VACCINATION OF HEALTHY VOLUNTEERS WITH HUMAN PAPILLOMAVIRUS TYPE 16 L2E7E6 FUSION PROTEIN INDUCES SERUM ANTIBODY THT NEUTRALIZES ACROSS APAILLOMAVIRUS SPECIES
Cancer Res. 2006 Dec. 1;66(23):11120-4
Gambhira R, Gravitt PE, Bossis I, Stern PL, Viscidi RP, Roden RB
Department of Pathology, The Johns Hopkins University, Baltimore, MD 21231, USA
ABSTRACT
Oncogenic human papillomavirus (HPV) infection is a necessary cause of cervical cancer. Therefore, vaccination to prevent or eliminate HPV infection could reduce the incidence of cervical cancer. A fusion protein comprising HPV16 L2, E6, and E7 is a candidate combination preventive and therapeutic HPV vaccine. The L1- and L2-specific and neutralizing serum antibody titers and peripheral blood mononucleocyte antigen-specific proliferative responses generated by vaccination thrice at monthly intervals with HPV 16 L2E7E6 were compared in two studies: a phase I randomized double-blind placebo controlled dose escalation trial in 40 healthy volunteers and a phase II trial of HPV16 L2E7E6 at the maximum dose in 29 women with high-grade anogenital intraepithelial (AGIN). Vaccination of healthy volunteers induced L2-specific serum antibodies that were detected 1 month after the fina vaccination (P(binomial) <0.001). There was a significant trend to seroconversion for HPV16 and HPV18 neutralizing antibodies with increasing vaccine dose (P = 0.006 and P = 0.03, respectively). Seroconversion for HPV18neutralizing antibodies showed a significant positive trend with increasing dose (P = 0.03) and was associated with seroconversion for HPV16 neutralizing antibodies (P(exact) = 0.04).

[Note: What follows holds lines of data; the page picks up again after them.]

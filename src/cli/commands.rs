//! Command implementations

use super::{OutputFormat, RunConfig};
use crate::config::DatabaseConfig;
use crate::extract::Document;
use crate::scan::TreeScanner;
use crate::storage::{Database, DatabaseStats, SaveReport};
use crate::sync::{resolve_changes, ChangeKind, ChangeSet, ChangeSummary, ChangedDocument, HashSource};
use anyhow::{Context, Result};
use serde::Serialize;
use std::collections::BTreeMap;
use std::path::Path;
use tracing::warn;

/// Report printed by `init` and `clear`
#[derive(Debug, Serialize)]
pub struct DatabaseReport {
    pub database: String,
    pub stats: DatabaseStats,
}

/// Report printed by `check` and `parse --check-only`
#[derive(Debug, Serialize)]
pub struct CheckReport {
    #[serde(flatten)]
    pub summary: ChangeSummary,
    pub degraded: bool,
    pub documents: Vec<ChangedDocument>,
}

/// Report printed by `parse` and `update`
#[derive(Debug, Serialize)]
pub struct SyncReport {
    pub scanned: usize,
    pub changes: Option<ChangeSummary>,
    pub saved: SaveReport,
}

/// Create the database schema
pub fn init(config: &DatabaseConfig, format: OutputFormat) -> Result<()> {
    let db = open_database(&config.path)?;
    let report = DatabaseReport {
        database: config.path.display().to_string(),
        stats: db.stats()?,
    };

    match format {
        OutputFormat::Json => print_json(&report)?,
        OutputFormat::Text => {
            println!("✓ Initialized database at {:?}", config.path);
            print_stats_text(&report.stats);
        }
    }

    Ok(())
}

/// Delete all synced data
pub fn clear(config: &DatabaseConfig, format: OutputFormat) -> Result<()> {
    let mut db = open_database(&config.path)?;
    db.clear()?;

    let report = DatabaseReport {
        database: config.path.display().to_string(),
        stats: db.stats()?,
    };

    match format {
        OutputFormat::Json => print_json(&report)?,
        OutputFormat::Text => println!("✓ Cleared database at {:?}", config.path),
    }

    Ok(())
}

/// Scan the docs tree and persist every document
pub fn parse(config: &RunConfig, clear: bool, check_only: bool, format: OutputFormat) -> Result<()> {
    let (scanner, documents) = scan(config)?;

    if check_only {
        let changes = resolve_with_store(config, documents);
        return print_check(&changes, format);
    }

    let mut db = open_database(&config.database.path)?;
    if clear {
        db.clear()?;
    }

    let scanned = documents.len();
    let saved = db.save_documents(&documents, scanner.technologies(), &scanner.specialties())?;

    print_sync(
        &SyncReport {
            scanned,
            changes: None,
            saved,
        },
        format,
    )
}

/// Report which documents changed since the last sync
pub fn check(config: &RunConfig, format: OutputFormat) -> Result<()> {
    let (_, documents) = scan(config)?;
    let changes = resolve_with_store(config, documents);
    print_check(&changes, format)
}

/// Persist new and changed documents, or everything with `force`
pub fn update(config: &RunConfig, force: bool, format: OutputFormat) -> Result<()> {
    let (scanner, documents) = scan(config)?;
    let mut db = open_database(&config.database.path)?;
    let scanned = documents.len();

    let (to_save, changes) = if force {
        (documents, None)
    } else {
        let changes = resolve_changes(documents, &db);
        if format == OutputFormat::Text {
            for entry in changes.entries.iter().filter(|e| e.kind.needs_update()) {
                println!("  {} {}", kind_marker(entry.kind), entry.path);
            }
        }
        let summary = changes.summary();
        (changes.to_update, Some(summary))
    };

    let saved = if to_save.is_empty() {
        SaveReport::default()
    } else {
        db.save_documents(&to_save, scanner.technologies(), &scanner.specialties())?
    };

    print_sync(
        &SyncReport {
            scanned,
            changes,
            saved,
        },
        format,
    )
}

// ==================== Helpers ====================

fn open_database(path: &Path) -> Result<Database> {
    Database::open(path).with_context(|| format!("Failed to open database {:?}", path))
}

fn scan(config: &RunConfig) -> Result<(TreeScanner, Vec<Document>)> {
    let scanner = TreeScanner::from_config(&config.scan);
    let documents = scanner
        .scan(&config.scan.docs_path)
        .with_context(|| format!("Failed to scan {:?}", config.scan.docs_path))?;
    Ok((scanner, documents))
}

/// Store that could not be opened; resolving against it fails open
struct UnavailableStore(anyhow::Error);

impl HashSource for UnavailableStore {
    fn file_hashes(&self) -> Result<BTreeMap<String, String>> {
        Err(anyhow::anyhow!("{:#}", self.0))
    }
}

fn resolve_with_store(config: &RunConfig, documents: Vec<Document>) -> ChangeSet {
    match Database::open_read_only(&config.database.path) {
        Ok(db) => resolve_changes(documents, &db),
        Err(e) => {
            warn!("Database {:?} unavailable", config.database.path);
            resolve_changes(documents, &UnavailableStore(e))
        }
    }
}

fn kind_marker(kind: ChangeKind) -> &'static str {
    match kind {
        ChangeKind::New => "+",
        ChangeKind::Changed => "~",
        ChangeKind::Unchanged => " ",
    }
}

// ==================== Output ====================

fn print_json<T: Serialize>(value: &T) -> Result<()> {
    let json = serde_json::to_string_pretty(value)?;
    println!("{}", json);
    Ok(())
}

/// Print a change set
pub fn print_check(changes: &ChangeSet, format: OutputFormat) -> Result<()> {
    match format {
        OutputFormat::Json => print_json(&CheckReport {
            summary: changes.summary(),
            degraded: changes.degraded,
            documents: changes.entries.clone(),
        }),
        OutputFormat::Text => {
            print_check_text(changes);
            Ok(())
        }
    }
}

/// Print a change set in text format
pub fn print_check_text(changes: &ChangeSet) {
    for entry in changes.entries.iter().filter(|e| e.kind.needs_update()) {
        println!("  {} {} ({})", kind_marker(entry.kind), entry.path, entry.kind);
    }

    println!("\nStatistics:");
    println!("  Total files: {}", changes.total);
    println!("  To update: {}", changes.to_update.len());
    println!("  Unchanged: {}", changes.unchanged);

    if changes.degraded {
        println!("\n⚠ Stored hashes unavailable, every document counted as changed");
    }

    if changes.is_empty() {
        println!("\n✓ Nothing to update");
    } else {
        println!("\n{} file(s) to update", changes.to_update.len());
    }
}

fn print_sync(report: &SyncReport, format: OutputFormat) -> Result<()> {
    match format {
        OutputFormat::Json => print_json(report),
        OutputFormat::Text => {
            println!("Scanned {} document(s)", report.scanned);
            if let Some(ref changes) = report.changes {
                println!("  To update: {}", changes.to_update);
                println!("  Unchanged: {}", changes.unchanged);
            }
            if report.saved.articles == 0 && report.saved.skipped == 0 {
                println!("✓ Nothing to save");
            } else {
                println!(
                    "✓ Saved {} article(s) ({} skipped)",
                    report.saved.articles, report.saved.skipped
                );
            }
            Ok(())
        }
    }
}

fn print_stats_text(stats: &DatabaseStats) {
    println!("  Specialties: {}", stats.specialties);
    println!("  Technologies: {}", stats.technologies);
    println!("  Articles: {}", stats.articles);
    println!("  Tags: {}", stats.tags);
}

The antigen-specific proliferative response of vaccinated healthy volunteers also showed a significant trend with increasing vaccine dose (P = 0.04). However, AGIN patients responded less effectively to vaccination than healthy patients for induction of HPV16 L2-specific antibody (P < 0.01) and proliferative responses (P = 0.001). Vaccination of healthy volunteers thrice with 533-mug HPV16 L2E7E6 at monthly intervals induced L2-specific serum antibodies that neutralized across papillomavirus species. Responses in AGIN patients were infrequent.